Assignment:
In the records that follow, show each line where the word "translation" is present.

Data section:

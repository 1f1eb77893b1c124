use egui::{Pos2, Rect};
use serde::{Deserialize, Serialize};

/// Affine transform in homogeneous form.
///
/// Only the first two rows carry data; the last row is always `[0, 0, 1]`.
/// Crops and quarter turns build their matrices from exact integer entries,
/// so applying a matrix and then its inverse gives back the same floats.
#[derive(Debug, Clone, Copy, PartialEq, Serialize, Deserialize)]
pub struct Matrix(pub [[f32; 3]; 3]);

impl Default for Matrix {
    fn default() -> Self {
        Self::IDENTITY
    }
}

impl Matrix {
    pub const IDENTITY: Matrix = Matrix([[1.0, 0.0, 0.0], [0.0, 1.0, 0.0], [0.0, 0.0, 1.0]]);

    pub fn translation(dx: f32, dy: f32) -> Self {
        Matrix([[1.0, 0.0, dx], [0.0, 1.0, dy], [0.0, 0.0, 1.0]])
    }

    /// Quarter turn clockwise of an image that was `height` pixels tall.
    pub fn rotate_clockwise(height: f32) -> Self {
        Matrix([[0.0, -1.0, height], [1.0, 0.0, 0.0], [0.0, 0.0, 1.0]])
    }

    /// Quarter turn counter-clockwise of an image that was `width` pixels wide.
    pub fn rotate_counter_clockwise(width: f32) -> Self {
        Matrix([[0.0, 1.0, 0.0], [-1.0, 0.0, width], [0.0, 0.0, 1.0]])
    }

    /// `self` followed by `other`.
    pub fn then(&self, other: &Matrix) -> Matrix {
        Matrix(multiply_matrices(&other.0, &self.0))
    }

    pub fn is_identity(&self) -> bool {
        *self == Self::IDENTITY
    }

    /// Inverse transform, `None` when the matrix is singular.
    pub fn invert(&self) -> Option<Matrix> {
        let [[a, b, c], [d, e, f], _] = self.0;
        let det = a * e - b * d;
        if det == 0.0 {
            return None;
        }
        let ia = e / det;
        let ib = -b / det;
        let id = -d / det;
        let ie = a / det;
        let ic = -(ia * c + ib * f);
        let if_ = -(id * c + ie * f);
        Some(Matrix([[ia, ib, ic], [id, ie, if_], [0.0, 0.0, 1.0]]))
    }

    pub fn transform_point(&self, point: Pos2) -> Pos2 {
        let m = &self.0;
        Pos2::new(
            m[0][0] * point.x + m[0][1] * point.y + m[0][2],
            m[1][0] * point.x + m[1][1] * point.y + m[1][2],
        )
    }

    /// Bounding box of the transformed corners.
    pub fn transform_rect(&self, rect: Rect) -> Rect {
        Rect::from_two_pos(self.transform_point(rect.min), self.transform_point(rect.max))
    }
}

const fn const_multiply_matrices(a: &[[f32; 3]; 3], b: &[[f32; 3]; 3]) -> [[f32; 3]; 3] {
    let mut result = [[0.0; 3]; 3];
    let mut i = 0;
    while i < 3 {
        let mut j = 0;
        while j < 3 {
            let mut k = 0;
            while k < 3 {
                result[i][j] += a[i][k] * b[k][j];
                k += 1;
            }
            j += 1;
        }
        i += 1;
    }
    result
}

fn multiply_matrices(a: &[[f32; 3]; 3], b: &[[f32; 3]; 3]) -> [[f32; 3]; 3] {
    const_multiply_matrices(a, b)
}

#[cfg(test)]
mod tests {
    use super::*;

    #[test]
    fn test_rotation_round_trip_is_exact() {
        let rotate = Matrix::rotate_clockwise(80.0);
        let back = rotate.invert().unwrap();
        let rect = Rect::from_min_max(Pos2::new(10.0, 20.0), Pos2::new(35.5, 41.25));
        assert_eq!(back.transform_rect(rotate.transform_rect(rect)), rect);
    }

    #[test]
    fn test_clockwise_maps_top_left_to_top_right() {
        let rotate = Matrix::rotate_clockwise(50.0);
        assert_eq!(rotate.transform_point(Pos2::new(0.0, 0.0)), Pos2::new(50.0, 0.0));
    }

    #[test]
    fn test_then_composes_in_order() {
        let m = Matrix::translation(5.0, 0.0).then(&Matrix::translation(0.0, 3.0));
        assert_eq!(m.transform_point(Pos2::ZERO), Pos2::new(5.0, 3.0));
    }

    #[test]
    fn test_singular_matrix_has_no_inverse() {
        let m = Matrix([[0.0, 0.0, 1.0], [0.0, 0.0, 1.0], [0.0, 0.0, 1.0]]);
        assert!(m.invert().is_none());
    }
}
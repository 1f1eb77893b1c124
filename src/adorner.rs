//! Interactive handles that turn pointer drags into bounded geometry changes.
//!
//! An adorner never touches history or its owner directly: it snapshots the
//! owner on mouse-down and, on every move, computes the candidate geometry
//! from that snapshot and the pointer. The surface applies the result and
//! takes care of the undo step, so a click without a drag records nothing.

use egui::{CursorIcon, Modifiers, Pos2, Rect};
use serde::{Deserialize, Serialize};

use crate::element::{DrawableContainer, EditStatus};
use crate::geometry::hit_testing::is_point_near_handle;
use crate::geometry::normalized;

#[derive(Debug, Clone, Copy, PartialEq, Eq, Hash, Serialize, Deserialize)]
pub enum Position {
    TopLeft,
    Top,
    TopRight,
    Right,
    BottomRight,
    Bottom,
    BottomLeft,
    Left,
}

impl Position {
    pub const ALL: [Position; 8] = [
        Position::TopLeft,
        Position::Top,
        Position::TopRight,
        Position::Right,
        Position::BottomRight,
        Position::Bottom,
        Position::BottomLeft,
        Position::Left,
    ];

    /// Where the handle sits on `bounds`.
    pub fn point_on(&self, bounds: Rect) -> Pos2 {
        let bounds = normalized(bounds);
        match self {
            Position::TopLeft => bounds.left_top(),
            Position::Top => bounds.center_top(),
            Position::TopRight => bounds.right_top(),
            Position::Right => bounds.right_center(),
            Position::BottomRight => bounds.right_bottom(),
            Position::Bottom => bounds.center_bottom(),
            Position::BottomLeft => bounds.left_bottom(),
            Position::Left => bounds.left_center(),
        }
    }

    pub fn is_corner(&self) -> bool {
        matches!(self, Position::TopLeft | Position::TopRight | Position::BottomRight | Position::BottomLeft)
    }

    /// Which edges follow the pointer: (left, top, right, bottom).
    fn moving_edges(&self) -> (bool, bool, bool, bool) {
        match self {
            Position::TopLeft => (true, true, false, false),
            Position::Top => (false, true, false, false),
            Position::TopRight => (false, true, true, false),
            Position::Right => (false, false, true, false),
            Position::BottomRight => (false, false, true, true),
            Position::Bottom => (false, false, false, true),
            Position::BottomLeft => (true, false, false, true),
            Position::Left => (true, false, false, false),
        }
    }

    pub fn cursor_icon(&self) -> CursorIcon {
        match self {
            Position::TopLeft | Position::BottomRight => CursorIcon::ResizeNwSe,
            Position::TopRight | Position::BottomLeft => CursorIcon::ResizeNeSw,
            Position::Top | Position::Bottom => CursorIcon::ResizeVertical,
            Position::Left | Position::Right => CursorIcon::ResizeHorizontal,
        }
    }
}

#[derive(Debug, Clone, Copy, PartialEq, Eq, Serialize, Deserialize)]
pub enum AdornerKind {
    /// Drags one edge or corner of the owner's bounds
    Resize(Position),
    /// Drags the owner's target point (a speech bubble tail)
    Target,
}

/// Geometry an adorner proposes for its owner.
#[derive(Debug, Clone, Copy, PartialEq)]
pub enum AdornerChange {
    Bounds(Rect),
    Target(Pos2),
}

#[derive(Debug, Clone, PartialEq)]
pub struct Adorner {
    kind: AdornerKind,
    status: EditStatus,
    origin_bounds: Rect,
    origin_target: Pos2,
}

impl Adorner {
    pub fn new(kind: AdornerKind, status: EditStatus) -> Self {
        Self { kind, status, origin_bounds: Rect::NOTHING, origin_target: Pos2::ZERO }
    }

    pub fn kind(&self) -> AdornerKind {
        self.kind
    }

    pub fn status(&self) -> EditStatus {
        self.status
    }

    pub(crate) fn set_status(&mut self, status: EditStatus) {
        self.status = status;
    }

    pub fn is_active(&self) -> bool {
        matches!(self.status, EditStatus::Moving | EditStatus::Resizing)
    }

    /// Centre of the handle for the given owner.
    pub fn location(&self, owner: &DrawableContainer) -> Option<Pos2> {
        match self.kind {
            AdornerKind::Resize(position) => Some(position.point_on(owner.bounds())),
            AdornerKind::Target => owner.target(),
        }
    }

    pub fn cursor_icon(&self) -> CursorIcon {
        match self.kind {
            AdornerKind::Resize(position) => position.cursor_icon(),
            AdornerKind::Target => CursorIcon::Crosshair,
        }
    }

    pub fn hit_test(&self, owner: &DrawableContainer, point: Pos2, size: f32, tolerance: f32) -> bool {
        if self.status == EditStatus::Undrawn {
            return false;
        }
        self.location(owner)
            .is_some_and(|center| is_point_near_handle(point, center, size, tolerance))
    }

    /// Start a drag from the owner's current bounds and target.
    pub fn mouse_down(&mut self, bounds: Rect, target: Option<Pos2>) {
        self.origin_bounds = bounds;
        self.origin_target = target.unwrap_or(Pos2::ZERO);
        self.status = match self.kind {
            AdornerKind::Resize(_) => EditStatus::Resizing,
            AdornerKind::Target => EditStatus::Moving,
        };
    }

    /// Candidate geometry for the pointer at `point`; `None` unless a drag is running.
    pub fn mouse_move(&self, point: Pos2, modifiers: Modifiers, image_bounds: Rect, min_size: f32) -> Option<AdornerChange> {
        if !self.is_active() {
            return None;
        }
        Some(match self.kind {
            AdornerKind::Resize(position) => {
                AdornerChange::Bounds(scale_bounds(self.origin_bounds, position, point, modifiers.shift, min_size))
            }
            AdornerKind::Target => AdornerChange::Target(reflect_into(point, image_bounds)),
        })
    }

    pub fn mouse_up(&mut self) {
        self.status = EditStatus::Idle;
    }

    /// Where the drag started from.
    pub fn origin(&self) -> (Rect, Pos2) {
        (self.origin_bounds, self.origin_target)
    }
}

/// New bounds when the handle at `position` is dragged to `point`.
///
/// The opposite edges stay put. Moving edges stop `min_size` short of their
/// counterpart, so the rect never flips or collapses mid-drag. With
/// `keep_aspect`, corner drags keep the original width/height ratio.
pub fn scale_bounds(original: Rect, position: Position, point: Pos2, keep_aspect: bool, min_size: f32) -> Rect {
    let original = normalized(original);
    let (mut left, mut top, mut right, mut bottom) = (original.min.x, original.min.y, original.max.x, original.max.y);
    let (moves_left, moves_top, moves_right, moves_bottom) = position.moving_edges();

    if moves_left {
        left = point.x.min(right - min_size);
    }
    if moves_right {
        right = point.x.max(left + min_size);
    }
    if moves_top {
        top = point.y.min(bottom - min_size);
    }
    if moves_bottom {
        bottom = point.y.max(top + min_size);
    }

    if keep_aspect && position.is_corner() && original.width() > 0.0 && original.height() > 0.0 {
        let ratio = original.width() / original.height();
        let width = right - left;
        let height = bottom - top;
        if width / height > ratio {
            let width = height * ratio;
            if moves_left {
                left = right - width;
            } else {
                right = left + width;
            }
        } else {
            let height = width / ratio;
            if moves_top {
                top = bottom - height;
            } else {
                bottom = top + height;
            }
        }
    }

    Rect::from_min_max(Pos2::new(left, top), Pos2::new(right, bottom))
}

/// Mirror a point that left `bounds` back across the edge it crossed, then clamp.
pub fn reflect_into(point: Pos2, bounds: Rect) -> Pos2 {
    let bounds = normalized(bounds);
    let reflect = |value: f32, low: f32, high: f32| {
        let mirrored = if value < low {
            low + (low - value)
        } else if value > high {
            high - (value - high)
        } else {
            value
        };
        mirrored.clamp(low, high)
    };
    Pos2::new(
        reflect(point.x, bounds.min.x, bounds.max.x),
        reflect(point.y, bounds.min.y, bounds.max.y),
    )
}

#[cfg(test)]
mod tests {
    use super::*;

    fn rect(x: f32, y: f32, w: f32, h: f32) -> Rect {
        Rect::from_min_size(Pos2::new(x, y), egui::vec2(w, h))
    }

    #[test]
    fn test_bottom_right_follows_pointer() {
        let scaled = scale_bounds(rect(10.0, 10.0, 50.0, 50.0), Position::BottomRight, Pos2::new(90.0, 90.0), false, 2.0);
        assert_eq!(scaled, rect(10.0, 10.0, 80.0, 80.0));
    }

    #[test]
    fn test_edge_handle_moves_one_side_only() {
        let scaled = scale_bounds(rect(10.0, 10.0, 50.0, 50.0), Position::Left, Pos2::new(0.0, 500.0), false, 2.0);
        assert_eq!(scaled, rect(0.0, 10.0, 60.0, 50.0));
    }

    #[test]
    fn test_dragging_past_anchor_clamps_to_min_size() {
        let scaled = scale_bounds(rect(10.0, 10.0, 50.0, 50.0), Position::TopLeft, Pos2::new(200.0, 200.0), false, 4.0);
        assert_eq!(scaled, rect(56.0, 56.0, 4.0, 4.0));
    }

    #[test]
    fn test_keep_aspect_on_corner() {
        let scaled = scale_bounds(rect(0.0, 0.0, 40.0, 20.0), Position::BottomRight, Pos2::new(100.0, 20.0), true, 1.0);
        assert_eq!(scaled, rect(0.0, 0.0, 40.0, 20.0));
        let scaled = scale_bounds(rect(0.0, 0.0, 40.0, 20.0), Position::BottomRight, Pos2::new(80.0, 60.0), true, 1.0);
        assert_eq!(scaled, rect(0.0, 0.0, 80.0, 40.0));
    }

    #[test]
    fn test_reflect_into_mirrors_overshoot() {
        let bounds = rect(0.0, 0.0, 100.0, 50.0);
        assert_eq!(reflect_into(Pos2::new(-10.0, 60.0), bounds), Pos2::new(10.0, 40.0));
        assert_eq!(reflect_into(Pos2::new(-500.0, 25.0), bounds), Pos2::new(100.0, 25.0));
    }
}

Exercise output:
    pub fn translation(dx: f32, dy: f32) -> Self {
        let m = Matrix::translation(5.0, 0.0).then(&Matrix::translation(0.0, 3.0));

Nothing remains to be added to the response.